Exercise input:
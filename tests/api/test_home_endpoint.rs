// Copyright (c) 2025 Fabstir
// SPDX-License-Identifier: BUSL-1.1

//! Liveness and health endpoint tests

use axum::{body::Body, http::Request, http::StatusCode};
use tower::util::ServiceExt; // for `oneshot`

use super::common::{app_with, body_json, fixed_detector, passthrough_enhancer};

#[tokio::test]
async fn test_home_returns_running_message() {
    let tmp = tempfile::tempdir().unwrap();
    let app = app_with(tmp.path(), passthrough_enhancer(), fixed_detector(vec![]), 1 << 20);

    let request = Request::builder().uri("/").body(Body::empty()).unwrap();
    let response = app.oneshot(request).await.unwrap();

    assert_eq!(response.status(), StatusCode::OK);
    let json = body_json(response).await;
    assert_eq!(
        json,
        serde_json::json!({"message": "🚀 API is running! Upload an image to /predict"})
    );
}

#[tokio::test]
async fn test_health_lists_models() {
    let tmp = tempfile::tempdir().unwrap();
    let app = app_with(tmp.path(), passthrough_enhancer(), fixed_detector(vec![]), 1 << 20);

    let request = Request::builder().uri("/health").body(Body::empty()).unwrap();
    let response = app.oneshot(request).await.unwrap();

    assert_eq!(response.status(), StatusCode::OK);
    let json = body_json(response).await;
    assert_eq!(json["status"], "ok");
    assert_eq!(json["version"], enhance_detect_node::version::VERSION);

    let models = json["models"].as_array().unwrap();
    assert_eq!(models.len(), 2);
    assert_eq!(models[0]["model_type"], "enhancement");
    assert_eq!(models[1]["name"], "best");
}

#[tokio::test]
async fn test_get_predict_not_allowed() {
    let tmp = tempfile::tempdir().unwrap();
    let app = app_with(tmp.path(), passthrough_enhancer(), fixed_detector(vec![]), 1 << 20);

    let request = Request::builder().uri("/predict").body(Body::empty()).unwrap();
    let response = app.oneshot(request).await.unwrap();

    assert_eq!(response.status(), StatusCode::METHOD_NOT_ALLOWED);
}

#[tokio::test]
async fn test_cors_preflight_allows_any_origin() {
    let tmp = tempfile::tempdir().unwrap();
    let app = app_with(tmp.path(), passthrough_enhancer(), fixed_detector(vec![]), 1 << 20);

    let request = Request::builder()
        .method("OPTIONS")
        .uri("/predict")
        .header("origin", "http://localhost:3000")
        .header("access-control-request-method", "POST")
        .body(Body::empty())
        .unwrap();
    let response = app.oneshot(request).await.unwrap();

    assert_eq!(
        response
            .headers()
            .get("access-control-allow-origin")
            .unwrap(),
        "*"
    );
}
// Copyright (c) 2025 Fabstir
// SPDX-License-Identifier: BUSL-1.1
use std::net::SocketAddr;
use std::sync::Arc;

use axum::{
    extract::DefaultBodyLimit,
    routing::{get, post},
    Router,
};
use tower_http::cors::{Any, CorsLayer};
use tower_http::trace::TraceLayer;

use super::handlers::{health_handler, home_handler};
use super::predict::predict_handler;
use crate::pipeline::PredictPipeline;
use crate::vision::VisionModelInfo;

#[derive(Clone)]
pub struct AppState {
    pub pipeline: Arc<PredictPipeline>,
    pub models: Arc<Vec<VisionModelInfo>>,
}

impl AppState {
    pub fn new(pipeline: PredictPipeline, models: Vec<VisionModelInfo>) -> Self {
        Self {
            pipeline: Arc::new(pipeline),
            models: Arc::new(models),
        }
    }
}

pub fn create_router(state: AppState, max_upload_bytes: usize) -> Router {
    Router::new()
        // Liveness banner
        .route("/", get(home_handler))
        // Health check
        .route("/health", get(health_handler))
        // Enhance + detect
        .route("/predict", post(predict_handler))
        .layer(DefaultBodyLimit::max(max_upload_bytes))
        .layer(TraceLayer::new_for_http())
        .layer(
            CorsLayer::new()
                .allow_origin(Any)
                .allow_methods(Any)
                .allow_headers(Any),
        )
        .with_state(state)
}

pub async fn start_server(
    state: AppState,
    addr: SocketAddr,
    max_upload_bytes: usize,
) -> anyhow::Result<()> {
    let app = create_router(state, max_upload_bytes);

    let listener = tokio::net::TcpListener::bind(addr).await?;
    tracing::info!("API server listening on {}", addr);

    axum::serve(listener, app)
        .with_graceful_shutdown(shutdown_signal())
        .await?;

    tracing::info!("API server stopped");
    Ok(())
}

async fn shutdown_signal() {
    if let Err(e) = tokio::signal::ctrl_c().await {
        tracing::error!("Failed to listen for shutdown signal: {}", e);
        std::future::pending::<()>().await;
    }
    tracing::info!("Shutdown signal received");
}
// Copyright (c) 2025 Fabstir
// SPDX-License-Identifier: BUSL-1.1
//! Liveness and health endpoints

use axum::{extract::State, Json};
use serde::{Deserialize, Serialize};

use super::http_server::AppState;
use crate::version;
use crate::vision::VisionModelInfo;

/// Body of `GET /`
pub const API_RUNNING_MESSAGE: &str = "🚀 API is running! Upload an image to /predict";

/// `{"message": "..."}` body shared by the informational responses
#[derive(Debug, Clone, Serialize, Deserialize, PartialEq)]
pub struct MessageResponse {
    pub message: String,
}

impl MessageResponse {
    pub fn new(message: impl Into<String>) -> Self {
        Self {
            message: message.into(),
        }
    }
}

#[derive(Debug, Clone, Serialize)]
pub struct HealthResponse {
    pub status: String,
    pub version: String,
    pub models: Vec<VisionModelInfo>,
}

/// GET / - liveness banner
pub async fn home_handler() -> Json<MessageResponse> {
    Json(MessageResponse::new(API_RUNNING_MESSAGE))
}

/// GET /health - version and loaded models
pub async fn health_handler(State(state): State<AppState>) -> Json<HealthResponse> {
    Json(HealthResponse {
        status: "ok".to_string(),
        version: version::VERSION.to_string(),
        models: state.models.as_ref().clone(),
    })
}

The task: Retype the listing above in full, with no alterations.

Answer box:
filename tests/api/test_home_endpoint.rs
// Copyright (c) 2025 Fabstir
// SPDX-License-Identifier: BUSL-1.1

//! Liveness and health endpoint tests

use axum::{body::Body, http::Request, http::StatusCode};
use tower::util::ServiceExt; // for `oneshot`

use super::common::{app_with, body_json, fixed_detector, passthrough_enhancer};

#[tokio::test]
async fn test_home_returns_running_message() {
    let tmp = tempfile::tempdir().unwrap();
    let app = app_with(tmp.path(), passthrough_enhancer(), fixed_detector(vec![]), 1 << 20);

    let request = Request::builder().uri("/").body(Body::empty()).unwrap();
    let response = app.oneshot(request).await.unwrap();

    assert_eq!(response.status(), StatusCode::OK);
    let json = body_json(response).await;
    assert_eq!(
        json,
        serde_json::json!({"message": "🚀 API is running! Upload an image to /predict"})
    );
}

#[tokio::test]
async fn test_health_lists_models() {
    let tmp = tempfile::tempdir().unwrap();
    let app = app_with(tmp.path(), passthrough_enhancer(), fixed_detector(vec![]), 1 << 20);

    let request = Request::builder().uri("/health").body(Body::empty()).unwrap();
    let response = app.oneshot(request).await.unwrap();

    assert_eq!(response.status(), StatusCode::OK);
    let json = body_json(response).await;
    assert_eq!(json["status"], "ok");
    assert_eq!(json["version"], enhance_detect_node::version::VERSION);

    let models = json["models"].as_array().unwrap();
    assert_eq!(models.len(), 2);
    assert_eq!(models[0]["model_type"], "enhancement");
    assert_eq!(models[1]["name"], "best");
}

#[tokio::test]
async fn test_get_predict_not_allowed() {
    let tmp = tempfile::tempdir().unwrap();
    let app = app_with(tmp.path(), passthrough_enhancer(), fixed_detector(vec![]), 1 << 20);

    let request = Request::builder().uri("/predict").body(Body::empty()).unwrap();
    let response = app.oneshot(request).await.unwrap();

    assert_eq!(response.status(), StatusCode::METHOD_NOT_ALLOWED);
}

#[tokio::test]
async fn test_cors_preflight_allows_any_origin() {
    let tmp = tempfile::tempdir().unwrap();
    let app = app_with(tmp.path(), passthrough_enhancer(), fixed_detector(vec![]), 1 << 20);

    let request = Request::builder()
        .method("OPTIONS")
        .uri("/predict")
        .header("origin", "http://localhost:3000")
        .header("access-control-request-method", "POST")
        .body(Body::empty())
        .unwrap();
    let response = app.oneshot(request).await.unwrap();

    assert_eq!(
        response
            .headers()
            .get("access-control-allow-origin")
            .unwrap(),
        "*"
    );
}
// Copyright (c) 2025 Fabstir
// SPDX-License-Identifier: BUSL-1.1
use std::net::SocketAddr;
use std::sync::Arc;

use axum::{
    extract::DefaultBodyLimit,
    routing::{get, post},
    Router,
};
use tower_http::cors::{Any, CorsLayer};
use tower_http::trace::TraceLayer;

use super::handlers::{health_handler, home_handler};
use super::predict::predict_handler;
use crate::pipeline::PredictPipeline;
use crate::vision::VisionModelInfo;

#[derive(Clone)]
pub struct AppState {
    pub pipeline: Arc<PredictPipeline>,
    pub models: Arc<Vec<VisionModelInfo>>,
}

impl AppState {
    pub fn new(pipeline: PredictPipeline, models: Vec<VisionModelInfo>) -> Self {
        Self {
            pipeline: Arc::new(pipeline),
            models: Arc::new(models),
        }
    }
}

pub fn create_router(state: AppState, max_upload_bytes: usize) -> Router {
    Router::new()
        // Liveness banner
        .route("/", get(home_handler))
        // Health check
        .route("/health", get(health_handler))
        // Enhance + detect
        .route("/predict", post(predict_handler))
        .layer(DefaultBodyLimit::max(max_upload_bytes))
        .layer(TraceLayer::new_for_http())
        .layer(
            CorsLayer::new()
                .allow_origin(Any)
                .allow_methods(Any)
                .allow_headers(Any),
        )
        .with_state(state)
}

pub async fn start_server(
    state: AppState,
    addr: SocketAddr,
    max_upload_bytes: usize,
) -> anyhow::Result<()> {
    let app = create_router(state, max_upload_bytes);

    let listener = tokio::net::TcpListener::bind(addr).await?;
    tracing::info!("API server listening on {}", addr);

    axum::serve(listener, app)
        .with_graceful_shutdown(shutdown_signal())
        .await?;

    tracing::info!("API server stopped");
    Ok(())
}

async fn shutdown_signal() {
    if let Err(e) = tokio::signal::ctrl_c().await {
        tracing::error!("Failed to listen for shutdown signal: {}", e);
        std::future::pending::<()>().await;
    }
    tracing::info!("Shutdown signal received");
}
// Copyright (c) 2025 Fabstir
// SPDX-License-Identifier: BUSL-1.1
//! Liveness and health endpoints

use axum::{extract::State, Json};
use serde::{Deserialize, Serialize};

use super::http_server::AppState;
use crate::version;
use crate::vision::VisionModelInfo;

/// Body of `GET /`
pub const API_RUNNING_MESSAGE: &str = "🚀 API is running! Upload an image to /predict";

/// `{"message": "..."}` body shared by the informational responses
#[derive(Debug, Clone, Serialize, Deserialize, PartialEq)]
pub struct MessageResponse {
    pub message: String,
}

impl MessageResponse {
    pub fn new(message: impl Into<String>) -> Self {
        Self {
            message: message.into(),
        }
    }
}

#[derive(Debug, Clone, Serialize)]
pub struct HealthResponse {
    pub status: String,
    pub version: String,
    pub models: Vec<VisionModelInfo>,
}

/// GET / - liveness banner
pub async fn home_handler() -> Json<MessageResponse> {
    Json(MessageResponse::new(API_RUNNING_MESSAGE))
}

/// GET /health - version and loaded models
pub async fn health_handler(State(state): State<AppState>) -> Json<HealthResponse> {
    Json(HealthResponse {
        status: "ok".to_string(),
        version: version::VERSION.to_string(),
        models: state.models.as_ref().clone(),
    })
}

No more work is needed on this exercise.